You know you've had Hyperemesis Gravidarum if:
- IV's full of fluid dripping into your arm are a cause of joy and celebration
- for the first time in your life you actually WANT to gain weight
- you've nicknamed the toilet
- putting on only a shirt and brushing your teeth constitutes the bulk of your grooming on a GOOD day
- your leg hair is so long that its not scratchy anymore
- you choose foods based not on how they taste going down, but how they taste coming back up
- you feel an intense desire and longing to strangle whomever next tells you to eat a cracker (or other equally impossible thing)
- Puking under 10 times/day is a BIG accomplishment
- The pharmacist knows you by name and is also counting down your pregnancy.

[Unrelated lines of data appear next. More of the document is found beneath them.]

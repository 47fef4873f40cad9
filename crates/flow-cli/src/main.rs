//! flowsync: offline driver for the flow node adapters
//!
//! Works on saved JSON snapshots instead of a live site, so reconciliation
//! and selector behavior can be inspected from a shell.

mod snapshot;

use anyhow::{bail, Context, Result};
use clap::{value_parser, Arg, ArgAction, ArgMatches, Command};
use flow_fields::{AttributeMap, ChangeSink, FieldName, ReconcileReport, Reconciler};
use flow_nodes::{
    EntityInfoNode, EntitySelector, FlowConfig, InfoRequest, ListFilter, ListNode, ListingKind,
    TemplateFilter, INFO_INPUTS, INFO_OUTPUTS,
};
use serde_json::{json, Map, Value};
use snapshot::{SnapshotRegistry, SnapshotSource};
use std::path::{Path, PathBuf};
use tracing_subscriber::EnvFilter;

/// Sink printing change events to stderr
struct StderrSink;

impl ChangeSink for StderrSink {
    fn field_changed(&mut self, name: &FieldName, value: &str) {
        eprintln!("changed {name} = {value}");
    }
}

fn cli() -> Command {
    Command::new("flowsync")
        .version(env!("CARGO_PKG_VERSION"))
        .about("Reconcile node fields and selector choices against saved records")
        .subcommand_required(true)
        .arg_required_else_help(true)
        .subcommand(
            Command::new("reconcile")
                .about("Bring a field snapshot in line with an attribute set")
                .arg(
                    Arg::new("fields")
                        .long("fields")
                        .required(true)
                        .value_parser(value_parser!(PathBuf))
                        .help("JSON object of current field values"),
                )
                .arg(
                    Arg::new("attributes")
                        .long("attributes")
                        .required(true)
                        .value_parser(value_parser!(PathBuf))
                        .help("JSON object of record attributes"),
                )
                .arg(
                    Arg::new("static")
                        .long("static")
                        .action(ArgAction::Append)
                        .value_delimiter(',')
                        .help("Fields never touched"),
                )
                .arg(
                    Arg::new("connected")
                        .long("connected")
                        .action(ArgAction::Append)
                        .value_delimiter(',')
                        .help("Fields that are wired in the graph"),
                )
                .arg(
                    Arg::new("edit")
                        .long("edit")
                        .action(ArgAction::SetTrue)
                        .help("Expose attributes as editable inputs"),
                )
                .arg(
                    Arg::new("dry-run")
                        .long("dry-run")
                        .action(ArgAction::SetTrue)
                        .help("Print the plan without applying it"),
                ),
        )
        .subcommand(
            Command::new("choices")
                .about("Build selector choices from a saved collection response")
                .arg(
                    Arg::new("kind")
                        .long("kind")
                        .required(true)
                        .value_parser(value_parser!(ListingKind))
                        .help("assets, projects, tasks or users"),
                )
                .arg(
                    Arg::new("records")
                        .long("records")
                        .required(true)
                        .value_parser(value_parser!(PathBuf))
                        .help("Saved {\"data\": [...]} response"),
                )
                .arg(
                    Arg::new("previous")
                        .long("previous")
                        .help("Previously selected label"),
                )
                .arg(
                    Arg::new("asset-type")
                        .long("asset-type")
                        .help("Only assets of this type"),
                )
                .arg(
                    Arg::new("project")
                        .long("project")
                        .value_parser(value_parser!(i64))
                        .help("Only assets of this project"),
                )
                .arg(
                    Arg::new("show-templates")
                        .long("show-templates")
                        .action(ArgAction::SetTrue)
                        .help("Offer template projects too"),
                )
                .arg(
                    Arg::new("only-templates")
                        .long("only-templates")
                        .action(ArgAction::SetTrue)
                        .help("Offer template projects only"),
                ),
        )
        .subcommand(
            Command::new("info")
                .about("Run the entity info node against saved records")
                .arg(
                    Arg::new("records")
                        .long("records")
                        .required(true)
                        .value_parser(value_parser!(PathBuf))
                        .help("Saved {\"data\": [...]} response"),
                )
                .arg(
                    Arg::new("id")
                        .long("id")
                        .required(true)
                        .value_parser(value_parser!(i64))
                        .help("Record id"),
                )
                .arg(
                    Arg::new("type")
                        .long("type")
                        .help("Entity type; detected when omitted"),
                )
                .arg(
                    Arg::new("fields")
                        .long("fields")
                        .value_parser(value_parser!(PathBuf))
                        .help("JSON object of current field values"),
                ),
        )
        .subcommand(
            Command::new("check-config")
                .about("Load and validate site settings")
                .arg(
                    Arg::new("file")
                        .long("file")
                        .value_parser(value_parser!(PathBuf))
                        .help("TOML file with a [shotgrid] table"),
                ),
        )
}

fn read_object(path: &Path) -> Result<Map<String, Value>> {
    let text = std::fs::read_to_string(path)
        .with_context(|| format!("failed to read {}", path.display()))?;
    match serde_json::from_str::<Value>(&text)
        .with_context(|| format!("invalid JSON in {}", path.display()))?
    {
        Value::Object(object) => Ok(object),
        _ => bail!("{} must hold a JSON object", path.display()),
    }
}

fn strings(args: &ArgMatches, id: &str) -> Vec<String> {
    args.get_many::<String>(id)
        .map(|values| values.cloned().collect())
        .unwrap_or_default()
}

fn report_json(report: &ReconcileReport) -> Value {
    let names = |list: &[FieldName]| list.iter().map(ToString::to_string).collect::<Vec<_>>();
    json!({
        "created": names(&report.created),
        "updated": names(&report.updated),
        "unchanged": names(&report.unchanged),
        "deleted": names(&report.deleted),
        "preserved": names(&report.preserved),
        "failures": report
            .failures
            .iter()
            .map(|f| json!({"field": f.field.to_string(), "error": f.error.to_string()}))
            .collect::<Vec<_>>(),
    })
}

fn run_reconcile(args: &ArgMatches) -> Result<Value> {
    let fields = read_object(args.get_one::<PathBuf>("fields").context("--fields is required")?)?;
    let attributes = AttributeMap::from_json_object(&read_object(
        args.get_one::<PathBuf>("attributes")
            .context("--attributes is required")?,
    )?);

    let base = if args.get_flag("edit") {
        Reconciler::edit("Entity")
    } else {
        Reconciler::display("Entity")
    };
    let reconciler = base.with_static(strings(args, "static"));
    let mut registry = SnapshotRegistry::from_json(&fields, &strings(args, "connected"));

    if args.get_flag("dry-run") {
        let plan = reconciler.plan(&registry, &attributes)?;
        return Ok(serde_json::to_value(plan)?);
    }

    let report = reconciler.reconcile(&mut registry, &mut StderrSink, &attributes)?;
    Ok(json!({
        "report": report_json(&report),
        "fields": registry.to_json(),
    }))
}

fn run_choices(args: &ArgMatches) -> Result<Value> {
    let kind = *args.get_one::<ListingKind>("kind").context("--kind is required")?;
    let path = args.get_one::<PathBuf>("records").context("--records is required")?;
    let body = std::fs::read_to_string(path)
        .with_context(|| format!("failed to read {}", path.display()))?;
    let source = SnapshotSource::parse(&body)?;

    let mut filter = ListFilter::default().with_templates(TemplateFilter::from_toggles(
        args.get_flag("show-templates"),
        args.get_flag("only-templates"),
    ));
    if let Some(asset_type) = args.get_one::<String>("asset-type") {
        filter = filter.with_asset_type(asset_type);
    }
    if let Some(project) = args.get_one::<i64>("project") {
        filter = filter.with_project(*project);
    }

    let mut node = ListNode::new(kind).with_filter(filter);
    if let Some(previous) = args.get_one::<String>("previous") {
        node.restore(previous);
    }
    node.reload(&source, &mut StderrSink)?;

    let selector = node.selector();
    Ok(json!({
        "options": selector.options(),
        "selected": selector.current_label(),
        "selected_id": selector.selected().map(|c| c.payload.id),
    }))
}

fn run_info(args: &ArgMatches) -> Result<Value> {
    let path = args.get_one::<PathBuf>("records").context("--records is required")?;
    let body = std::fs::read_to_string(path)
        .with_context(|| format!("failed to read {}", path.display()))?;
    let source = SnapshotSource::parse(&body)?;
    let id = *args.get_one::<i64>("id").context("--id is required")?;

    let target = match args.get_one::<String>("type") {
        Some(name) => EntitySelector::Known(name.parse()?),
        None => EntitySelector::Unknown,
    };
    let mut fields: Map<String, Value> = INFO_INPUTS
        .iter()
        .chain(&INFO_OUTPUTS)
        .map(|name| ((*name).to_string(), Value::String(String::new())))
        .collect();
    if let Some(path) = args.get_one::<PathBuf>("fields") {
        fields.extend(read_object(path)?);
    }
    let mut registry = SnapshotRegistry::from_json(&fields, &[]);

    let config = FlowConfig::load(None)?.shotgrid;
    let request = InfoRequest {
        target,
        entity_id: Some(id),
        fields: Vec::new(),
    };
    let outcome = EntityInfoNode::new(config).refresh(&request, &source, &mut registry, &mut StderrSink)?;

    Ok(json!({
        "entity_type": outcome.entity_type.name(),
        "report": report_json(&outcome.report),
        "fields": registry.to_json(),
    }))
}

fn run_check_config(args: &ArgMatches) -> Result<Value> {
    let file = FlowConfig::load(args.get_one::<PathBuf>("file").map(PathBuf::as_path))?;
    file.shotgrid.validate()?;
    Ok(json!({
        "base_url": file.shotgrid.base_url,
        "script_name": file.shotgrid.script_name,
        "api_key": file.shotgrid.masked_api_key(),
        "reconciler": file.reconciler,
    }))
}

fn main() -> Result<()> {
    tracing_subscriber::fmt()
        .with_env_filter(EnvFilter::try_from_default_env().unwrap_or_else(|_| EnvFilter::new("info")))
        .with_writer(std::io::stderr)
        .init();

    let matches = cli().get_matches();
    let output = match matches.subcommand() {
        Some(("reconcile", args)) => run_reconcile(args)?,
        Some(("choices", args)) => run_choices(args)?,
        Some(("info", args)) => run_info(args)?,
        Some(("check-config", args)) => run_check_config(args)?,
        Some((other, _)) => bail!("unknown command: {other}"),
        None => bail!("no command given"),
    };

    println!("{}", serde_json::to_string_pretty(&output)?);
    Ok(())
}

#[cfg(test)]
mod tests {
    use super::*;

    #[test]
    fn cli_definition_is_consistent() {
        cli().debug_assert();
    }

    #[test]
    fn static_list_accepts_commas() {
        let matches = cli()
            .try_get_matches_from([
                "flowsync",
                "reconcile",
                "--fields",
                "f.json",
                "--attributes",
                "a.json",
                "--static",
                "entity_id,entity_url",
                "--static",
                "exec_in",
            ])
            .unwrap();
        let (_, args) = matches.subcommand().unwrap();
        assert_eq!(strings(args, "static"), vec!["entity_id", "entity_url", "exec_in"]);
    }

    #[test]
    fn reconcile_command_applies_changes() {
        let dir = tempfile::tempdir().unwrap();
        let fields = dir.path().join("fields.json");
        let attributes = dir.path().join("attributes.json");
        std::fs::write(&fields, r#"{"entity_id": "4", "code": "old", "gone": "x"}"#).unwrap();
        std::fs::write(&attributes, r#"{"code": "new", "sg_status_list": "ip"}"#).unwrap();

        let matches = cli()
            .try_get_matches_from([
                "flowsync",
                "reconcile",
                "--fields",
                fields.to_str().unwrap(),
                "--attributes",
                attributes.to_str().unwrap(),
                "--static",
                "entity_id",
            ])
            .unwrap();
        let (_, args) = matches.subcommand().unwrap();
        let output = run_reconcile(args).unwrap();

        assert_eq!(output["report"]["updated"], json!(["code"]));
        assert_eq!(output["report"]["created"], json!(["sg_status_list"]));
        assert_eq!(output["report"]["deleted"], json!(["gone"]));
        assert_eq!(output["fields"]["entity_id"], json!("4"));
    }
}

- your neighbors are not surprised to see you puking/spitting in the bushes anymore after every car trip
- your husband strips his clothes off before coming in the door because you can smell him a mile away
- your sink is overflowing with "spit cups"
- thanks to zofran you can have one tiny little rabbit poo every 2weeks-and that is an accomplishment-and the reward comes with a tube of preparation H!
- There is a pillow and a blanket in your bathroom
- Your husband is no longer allowed to poop in "your" toilet
- You know you have
HG when you can MULTITASK ! Magically you puke, pee, snot, and cry all at the same time ! Add this one to my resume.
The worst part about the above, is they aren't exaggerated. Mom and I both cried after laughing.